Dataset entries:
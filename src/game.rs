//! Game facade
//!
//! `Game` is the single writer of a session: input, timers and persistence
//! all go through `&mut Game`, so no two mutations can interleave. Hosts
//! either call the methods directly or queue `Command`s and `apply` them
//! from one place.

use rand::{Rng, SeedableRng};
use rand_pcg::Pcg32;

use crate::consts::*;
use crate::highscores::HighScore;
use crate::persistence::Storage;
use crate::schedule::{Fired, Schedule, Trigger};
use crate::settings::Settings;
use crate::sim::{self, GameEvent, GamePhase, GameSession};

/// Everything a host can ask of the game
#[derive(Debug, Clone, Copy, PartialEq)]
pub enum Command {
    Start,
    Pause,
    Resume,
    End,
    MovePlayer { x: f32, y: f32 },
    Shoot,
    /// Let `dt_ms` of real time pass
    Advance { dt_ms: u32 },
}

pub struct Game<S: Storage, R: Rng = Pcg32> {
    session: GameSession,
    schedule: Schedule,
    settings: Settings,
    storage: S,
    rng: R,
}

impl<S: Storage> Game<S, Pcg32> {
    /// Seeded from `settings.seed`, or a random seed when unset
    pub fn new(settings: Settings, storage: S) -> Self {
        let seed = settings.seed.unwrap_or_else(rand::random);
        log::info!("RNG seed: {seed}");
        Self::with_rng(settings, storage, Pcg32::seed_from_u64(seed))
    }
}

impl<S: Storage, R: Rng> Game<S, R> {
    /// Build a game around a caller-supplied RNG
    pub fn with_rng(settings: Settings, storage: S, rng: R) -> Self {
        let high_score = HighScore::load(&storage);
        let mut session = GameSession::new(settings.viewport(), high_score.best());
        session.particle_cap = settings.max_particles();
        Self {
            session,
            schedule: Schedule::new(&settings),
            settings,
            storage,
            rng,
        }
    }

    pub fn session(&self) -> &GameSession {
        &self.session
    }

    pub fn phase(&self) -> GamePhase {
        self.session.phase
    }

    pub fn settings(&self) -> &Settings {
        &self.settings
    }

    pub fn schedule(&self) -> &Schedule {
        &self.schedule
    }

    pub fn storage(&self) -> &S {
        &self.storage
    }

    pub fn into_storage(self) -> S {
        self.storage
    }

    /// Begin a new game, cancelling any timers from the previous one
    pub fn start(&mut self) {
        self.schedule.disarm_all();
        self.session.particle_cap = self.settings.max_particles();
        self.session.start();
        self.schedule.reset_clock();
        self.schedule.arm_all();
        log::info!("Game started (best {})", self.session.high_score);
    }

    pub fn pause(&mut self) {
        if self.session.pause() {
            self.schedule.disarm_all();
            log::info!("Paused at {} ms", self.session.time_ms);
        }
    }

    pub fn resume(&mut self) {
        if self.session.resume() {
            self.schedule.arm_all();
            log::info!("Resumed");
        }
    }

    /// End the current game (playing or paused)
    pub fn end(&mut self) {
        if !matches!(self.session.phase, GamePhase::Playing | GamePhase::Paused) {
            return;
        }
        let best_before = self.session.high_score;
        self.session.end();
        self.finish(best_before);
    }

    pub fn move_player(&mut self, x: f32, y: f32) {
        self.session.move_player(x, y);
    }

    pub fn shoot_bullet(&mut self) {
        self.session.shoot_bullet();
    }

    /// One simulation step of the configured tick length
    pub fn tick(&mut self) {
        let dt_ms = 1000 / self.settings.tick_hz.max(1);
        self.run_tick(dt_ms);
    }

    pub fn spawn_enemy(&mut self) {
        sim::spawn_enemy(&mut self.session, &mut self.rng);
    }

    pub fn spawn_power_up(&mut self) {
        sim::spawn_power_up(&mut self.session, &mut self.rng);
    }

    pub fn survive_second(&mut self) {
        self.session.survive_second();
    }

    /// Let real time pass: run every timer that comes due, in order.
    /// Large gaps (a backgrounded app) are capped to one frame's worth.
    pub fn advance(&mut self, dt_ms: u32) {
        let dt_ms = dt_ms.min(MAX_FRAME_MS);
        let fired = self.schedule.advance(u64::from(dt_ms) * 1000);
        for Fired { at_us, trigger } in fired {
            // A fatal tick disarms the schedule; drop the rest of the frame
            if !self.session.is_playing() {
                break;
            }
            self.dispatch(trigger, at_us);
        }
    }

    /// Apply a queued command
    pub fn apply(&mut self, command: Command) {
        match command {
            Command::Start => self.start(),
            Command::Pause => self.pause(),
            Command::Resume => self.resume(),
            Command::End => self.end(),
            Command::MovePlayer { x, y } => self.move_player(x, y),
            Command::Shoot => self.shoot_bullet(),
            Command::Advance { dt_ms } => self.advance(dt_ms),
        }
    }

    /// Take pending UI events
    pub fn drain_events(&mut self) -> Vec<GameEvent> {
        self.session.drain_events()
    }

    fn dispatch(&mut self, trigger: Trigger, at_us: u64) {
        match trigger {
            Trigger::Tick => {
                // Keep the session clock locked to the schedule's play clock
                let now_ms = at_us / 1000;
                let dt_ms = now_ms.saturating_sub(self.session.time_ms);
                self.run_tick(u32::try_from(dt_ms).unwrap_or(u32::MAX));
            }
            Trigger::SpawnEnemy => self.spawn_enemy(),
            Trigger::SpawnPowerUp => self.spawn_power_up(),
            Trigger::SurvivalSecond => self.survive_second(),
            Trigger::AutoFire => self.shoot_bullet(),
        }
    }

    fn run_tick(&mut self, dt_ms: u32) {
        if !self.session.is_playing() {
            return;
        }
        let best_before = self.session.high_score;
        sim::tick(&mut self.session, &mut self.rng, dt_ms);
        if self.session.phase == GamePhase::GameOver {
            self.finish(best_before);
        }
    }

    /// Shared tail of every game over
    fn finish(&mut self, best_before: u32) {
        self.schedule.disarm_all();
        let score = self.session.score;
        log::info!("Game over: score {score}, level {}", self.session.level);
        let mut best = HighScore::new(best_before);
        if best.submit(score) {
            log::info!("New high score: {score}");
            best.save(&mut self.storage);
        }
    }
}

* _Problem statement_: Bring together all lines in the records where the word "finish" is found.

* _Written solution_:
        self.finish(best_before);
            self.finish(best_before);
    fn finish(&mut self, best_before: u32) {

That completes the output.